** Task statement **
Pull each line containing "coordinates" out of the data and copy it.

--------------------------------------------------

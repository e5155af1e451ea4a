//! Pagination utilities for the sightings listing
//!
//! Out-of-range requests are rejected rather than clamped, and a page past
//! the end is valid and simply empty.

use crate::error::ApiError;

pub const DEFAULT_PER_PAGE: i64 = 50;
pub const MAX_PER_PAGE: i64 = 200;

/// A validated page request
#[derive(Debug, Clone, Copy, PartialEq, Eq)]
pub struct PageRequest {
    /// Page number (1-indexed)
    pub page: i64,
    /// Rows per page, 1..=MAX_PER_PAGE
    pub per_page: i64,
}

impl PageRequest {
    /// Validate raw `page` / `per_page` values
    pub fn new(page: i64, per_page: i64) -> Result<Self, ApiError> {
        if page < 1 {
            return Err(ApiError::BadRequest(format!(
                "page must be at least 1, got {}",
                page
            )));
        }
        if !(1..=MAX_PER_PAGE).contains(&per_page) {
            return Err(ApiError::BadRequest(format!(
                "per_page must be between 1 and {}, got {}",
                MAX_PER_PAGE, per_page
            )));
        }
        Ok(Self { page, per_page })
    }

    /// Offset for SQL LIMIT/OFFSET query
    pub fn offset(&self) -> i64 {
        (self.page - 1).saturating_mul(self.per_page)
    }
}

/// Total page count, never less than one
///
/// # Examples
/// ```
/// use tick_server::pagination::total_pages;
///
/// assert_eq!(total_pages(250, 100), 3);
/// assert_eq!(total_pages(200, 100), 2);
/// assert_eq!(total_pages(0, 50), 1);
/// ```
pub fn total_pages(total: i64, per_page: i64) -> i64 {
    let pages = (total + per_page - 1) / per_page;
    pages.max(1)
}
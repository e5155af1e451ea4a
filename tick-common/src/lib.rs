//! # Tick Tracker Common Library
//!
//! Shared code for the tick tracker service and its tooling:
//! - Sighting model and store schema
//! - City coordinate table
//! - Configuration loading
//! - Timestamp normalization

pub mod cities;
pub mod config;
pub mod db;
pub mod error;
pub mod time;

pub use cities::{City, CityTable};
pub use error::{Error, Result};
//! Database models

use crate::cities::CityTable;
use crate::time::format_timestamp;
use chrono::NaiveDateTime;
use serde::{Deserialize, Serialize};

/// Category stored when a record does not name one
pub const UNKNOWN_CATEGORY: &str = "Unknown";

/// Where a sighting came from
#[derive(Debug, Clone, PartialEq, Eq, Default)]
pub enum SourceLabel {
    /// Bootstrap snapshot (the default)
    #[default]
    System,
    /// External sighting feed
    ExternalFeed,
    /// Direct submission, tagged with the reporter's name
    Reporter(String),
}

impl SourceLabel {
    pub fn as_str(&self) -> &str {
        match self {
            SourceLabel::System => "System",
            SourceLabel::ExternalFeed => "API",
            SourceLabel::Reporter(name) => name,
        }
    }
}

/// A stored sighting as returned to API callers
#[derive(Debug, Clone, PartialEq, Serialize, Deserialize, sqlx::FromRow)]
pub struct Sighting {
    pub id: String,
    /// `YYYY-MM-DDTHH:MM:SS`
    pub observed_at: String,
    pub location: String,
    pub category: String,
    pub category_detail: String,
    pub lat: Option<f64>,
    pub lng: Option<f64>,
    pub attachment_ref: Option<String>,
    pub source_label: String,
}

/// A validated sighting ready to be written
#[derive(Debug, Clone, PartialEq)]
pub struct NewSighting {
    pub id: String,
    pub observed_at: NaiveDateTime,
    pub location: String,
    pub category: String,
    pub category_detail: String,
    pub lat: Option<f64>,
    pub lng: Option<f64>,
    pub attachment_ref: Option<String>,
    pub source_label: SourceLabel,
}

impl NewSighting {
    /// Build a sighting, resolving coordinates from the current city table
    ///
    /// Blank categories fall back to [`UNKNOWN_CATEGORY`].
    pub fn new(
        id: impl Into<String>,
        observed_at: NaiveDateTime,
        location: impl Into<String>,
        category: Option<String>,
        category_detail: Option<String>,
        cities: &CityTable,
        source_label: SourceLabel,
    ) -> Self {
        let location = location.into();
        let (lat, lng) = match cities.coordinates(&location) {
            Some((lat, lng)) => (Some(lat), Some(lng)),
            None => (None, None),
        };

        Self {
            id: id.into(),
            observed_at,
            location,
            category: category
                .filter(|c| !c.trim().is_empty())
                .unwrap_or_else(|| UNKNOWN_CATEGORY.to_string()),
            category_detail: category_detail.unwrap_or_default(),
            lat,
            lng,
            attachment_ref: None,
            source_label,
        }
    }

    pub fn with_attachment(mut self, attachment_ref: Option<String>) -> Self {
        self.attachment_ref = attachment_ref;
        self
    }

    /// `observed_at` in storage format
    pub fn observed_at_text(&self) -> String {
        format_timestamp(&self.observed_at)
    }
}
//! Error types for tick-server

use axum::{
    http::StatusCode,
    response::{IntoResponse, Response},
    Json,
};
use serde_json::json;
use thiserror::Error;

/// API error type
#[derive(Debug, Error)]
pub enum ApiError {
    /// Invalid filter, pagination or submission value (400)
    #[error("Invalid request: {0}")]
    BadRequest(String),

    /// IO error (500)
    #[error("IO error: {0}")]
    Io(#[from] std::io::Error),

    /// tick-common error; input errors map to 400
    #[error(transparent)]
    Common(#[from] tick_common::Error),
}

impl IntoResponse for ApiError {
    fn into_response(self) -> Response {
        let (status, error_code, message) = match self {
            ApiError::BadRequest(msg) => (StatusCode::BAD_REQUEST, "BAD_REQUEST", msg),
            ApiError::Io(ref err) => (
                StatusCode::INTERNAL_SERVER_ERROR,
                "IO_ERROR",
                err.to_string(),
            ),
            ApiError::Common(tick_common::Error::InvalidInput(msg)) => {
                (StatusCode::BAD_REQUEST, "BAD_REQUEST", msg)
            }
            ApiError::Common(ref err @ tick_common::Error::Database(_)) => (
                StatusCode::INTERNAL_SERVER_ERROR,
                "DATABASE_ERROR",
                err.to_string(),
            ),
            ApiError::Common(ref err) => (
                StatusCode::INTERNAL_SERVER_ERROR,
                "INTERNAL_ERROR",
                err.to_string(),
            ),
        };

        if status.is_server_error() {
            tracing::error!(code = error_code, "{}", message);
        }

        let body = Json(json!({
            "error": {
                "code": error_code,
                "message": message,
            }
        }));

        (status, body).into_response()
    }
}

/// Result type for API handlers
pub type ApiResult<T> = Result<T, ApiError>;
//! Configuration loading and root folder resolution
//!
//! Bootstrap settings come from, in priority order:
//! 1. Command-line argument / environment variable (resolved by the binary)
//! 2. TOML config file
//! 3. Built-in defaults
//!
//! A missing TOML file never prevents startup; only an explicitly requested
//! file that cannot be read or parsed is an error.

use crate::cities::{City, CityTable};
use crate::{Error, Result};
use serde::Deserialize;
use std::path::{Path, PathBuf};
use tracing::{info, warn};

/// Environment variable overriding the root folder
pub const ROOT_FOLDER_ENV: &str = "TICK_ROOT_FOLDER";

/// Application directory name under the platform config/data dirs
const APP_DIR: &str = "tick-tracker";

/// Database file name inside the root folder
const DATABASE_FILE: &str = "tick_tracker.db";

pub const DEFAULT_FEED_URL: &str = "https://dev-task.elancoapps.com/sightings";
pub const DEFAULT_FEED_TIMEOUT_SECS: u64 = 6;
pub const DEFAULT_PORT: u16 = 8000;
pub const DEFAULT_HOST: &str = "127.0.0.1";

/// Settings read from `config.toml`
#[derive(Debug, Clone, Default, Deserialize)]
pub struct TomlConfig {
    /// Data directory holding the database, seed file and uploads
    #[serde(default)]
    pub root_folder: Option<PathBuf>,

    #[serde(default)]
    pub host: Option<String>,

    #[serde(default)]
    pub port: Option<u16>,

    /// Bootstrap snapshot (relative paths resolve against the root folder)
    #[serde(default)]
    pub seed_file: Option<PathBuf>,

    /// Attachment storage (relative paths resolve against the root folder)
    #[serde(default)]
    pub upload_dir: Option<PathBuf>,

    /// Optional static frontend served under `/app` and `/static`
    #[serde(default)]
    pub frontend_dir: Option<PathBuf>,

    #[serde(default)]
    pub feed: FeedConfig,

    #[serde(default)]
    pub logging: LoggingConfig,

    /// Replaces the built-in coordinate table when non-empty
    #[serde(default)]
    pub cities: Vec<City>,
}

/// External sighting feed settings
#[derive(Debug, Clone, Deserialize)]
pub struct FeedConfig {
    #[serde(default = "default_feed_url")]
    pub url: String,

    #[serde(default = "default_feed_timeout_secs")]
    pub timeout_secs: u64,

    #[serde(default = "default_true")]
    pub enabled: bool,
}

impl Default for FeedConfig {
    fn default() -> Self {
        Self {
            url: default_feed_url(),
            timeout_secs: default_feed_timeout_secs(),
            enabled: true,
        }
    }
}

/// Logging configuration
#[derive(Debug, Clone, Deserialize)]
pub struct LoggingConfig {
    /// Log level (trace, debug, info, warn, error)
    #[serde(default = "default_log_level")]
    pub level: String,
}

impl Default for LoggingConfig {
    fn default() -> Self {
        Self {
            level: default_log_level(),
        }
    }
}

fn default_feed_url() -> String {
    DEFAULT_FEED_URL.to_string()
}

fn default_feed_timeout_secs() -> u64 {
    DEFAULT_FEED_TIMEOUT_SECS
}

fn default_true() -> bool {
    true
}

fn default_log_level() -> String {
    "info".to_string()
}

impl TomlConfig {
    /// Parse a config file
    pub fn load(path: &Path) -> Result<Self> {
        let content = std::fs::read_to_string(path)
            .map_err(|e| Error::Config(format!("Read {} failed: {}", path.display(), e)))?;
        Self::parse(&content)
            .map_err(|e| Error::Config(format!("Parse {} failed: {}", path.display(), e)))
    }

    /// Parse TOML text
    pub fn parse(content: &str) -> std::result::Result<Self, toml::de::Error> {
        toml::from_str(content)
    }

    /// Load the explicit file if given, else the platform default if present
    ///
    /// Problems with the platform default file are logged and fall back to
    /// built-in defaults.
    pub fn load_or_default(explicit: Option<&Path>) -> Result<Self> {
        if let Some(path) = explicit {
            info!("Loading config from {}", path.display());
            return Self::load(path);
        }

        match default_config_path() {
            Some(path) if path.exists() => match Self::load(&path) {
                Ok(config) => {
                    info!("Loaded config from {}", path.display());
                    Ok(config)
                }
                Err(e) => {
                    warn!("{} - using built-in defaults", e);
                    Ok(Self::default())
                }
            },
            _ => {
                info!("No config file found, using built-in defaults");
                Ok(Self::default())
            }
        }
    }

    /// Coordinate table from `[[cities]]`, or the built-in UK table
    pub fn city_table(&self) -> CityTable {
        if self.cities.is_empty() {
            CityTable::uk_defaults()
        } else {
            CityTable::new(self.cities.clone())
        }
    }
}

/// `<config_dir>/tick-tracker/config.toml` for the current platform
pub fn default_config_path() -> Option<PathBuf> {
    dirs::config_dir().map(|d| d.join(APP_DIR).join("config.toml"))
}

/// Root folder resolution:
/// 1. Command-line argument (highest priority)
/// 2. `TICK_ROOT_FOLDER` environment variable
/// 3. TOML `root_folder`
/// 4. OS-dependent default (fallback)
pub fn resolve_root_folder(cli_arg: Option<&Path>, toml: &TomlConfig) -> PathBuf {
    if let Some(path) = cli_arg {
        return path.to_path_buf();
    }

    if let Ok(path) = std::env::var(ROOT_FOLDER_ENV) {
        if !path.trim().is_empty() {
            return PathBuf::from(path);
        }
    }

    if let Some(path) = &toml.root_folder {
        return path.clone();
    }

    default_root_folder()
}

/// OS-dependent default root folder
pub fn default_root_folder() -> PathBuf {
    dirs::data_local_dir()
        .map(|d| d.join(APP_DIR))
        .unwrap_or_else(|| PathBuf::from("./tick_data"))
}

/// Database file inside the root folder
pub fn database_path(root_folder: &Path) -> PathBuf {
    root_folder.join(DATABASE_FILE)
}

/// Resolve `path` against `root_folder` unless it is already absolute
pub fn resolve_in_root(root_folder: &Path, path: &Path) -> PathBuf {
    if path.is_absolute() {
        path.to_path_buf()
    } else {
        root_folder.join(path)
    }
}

--------------------------------------------------

** Answer to the problem **
    /// Build a sighting, resolving coordinates from the current city table
        let (lat, lng) = match cities.coordinates(&location) {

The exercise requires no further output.